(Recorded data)

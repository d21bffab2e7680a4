use std::{
    fmt,
    io::Cursor,
    path::{Path, PathBuf},
};

use anyhow::Context;
use image::{ImageFormat, ImageReader, RgbaImage};

use crate::foundation::{
    core::Bounds,
    error::{ImgshError, ImgshResult},
};

/// Container format detected when a source is bound; renders re-encode
/// into the same format.
#[derive(Clone, Debug, PartialEq, Eq)]
pub enum ContainerFormat {
    Png,
    Jpeg,
    Gif,
    /// Decodable but not re-encodable (webp, bmp).
    Other(String),
}

impl ContainerFormat {
    pub fn from_image_format(format: ImageFormat) -> Self {
        match format {
            ImageFormat::Png => Self::Png,
            ImageFormat::Jpeg => Self::Jpeg,
            ImageFormat::Gif => Self::Gif,
            other => Self::Other(
                other
                    .extensions_str()
                    .first()
                    .copied()
                    .unwrap_or("unknown")
                    .to_owned(),
            ),
        }
    }

    pub fn name(&self) -> &str {
        match self {
            Self::Png => "png",
            Self::Jpeg => "jpeg",
            Self::Gif => "gif",
            Self::Other(name) => name,
        }
    }
}

impl fmt::Display for ContainerFormat {
    fn fmt(&self, f: &mut fmt::Formatter<'_>) -> fmt::Result {
        f.write_str(self.name())
    }
}

/// The decoded source image together with where it came from.
#[derive(Clone, Debug)]
pub struct SourceBinding {
    pub image: RgbaImage,
    pub format: ContainerFormat,
    pub path: PathBuf,
}

impl SourceBinding {
    pub fn bounds(&self) -> Bounds {
        Bounds::of(&self.image)
    }
}

/// Read and decode `path`. Any failure is an [`ImgshError::Bind`].
#[tracing::instrument(level = "debug", skip(path), fields(path = %path.display()))]
pub fn bind(path: &Path) -> ImgshResult<SourceBinding> {
    let bytes = std::fs::read(path).map_err(|e| ImgshError::bind(path, e))?;
    let (image, format) = decode_bytes(&bytes).map_err(|e| ImgshError::bind(path, e))?;
    tracing::debug!(
        format = %format,
        bounds = %Bounds::of(&image),
        "bound source image"
    );
    Ok(SourceBinding {
        image,
        format,
        path: path.to_path_buf(),
    })
}

/// Sniff the container from the leading bytes and decode to straight RGBA8.
pub fn decode_bytes(bytes: &[u8]) -> anyhow::Result<(RgbaImage, ContainerFormat)> {
    let reader = ImageReader::new(Cursor::new(bytes))
        .with_guessed_format()
        .context("sniff image container")?;
    let format = reader
        .format()
        .map(ContainerFormat::from_image_format)
        .context("unrecognized image container")?;
    let image = reader.decode().context("decode image")?.to_rgba8();
    Ok((image, format))
}

#[cfg(test)]
#[path = "../../tests/unit/assets/decode.rs"]
mod tests;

• Task goal
Answer only with how many lines in the records include "ImageReader".

• Exercise output
2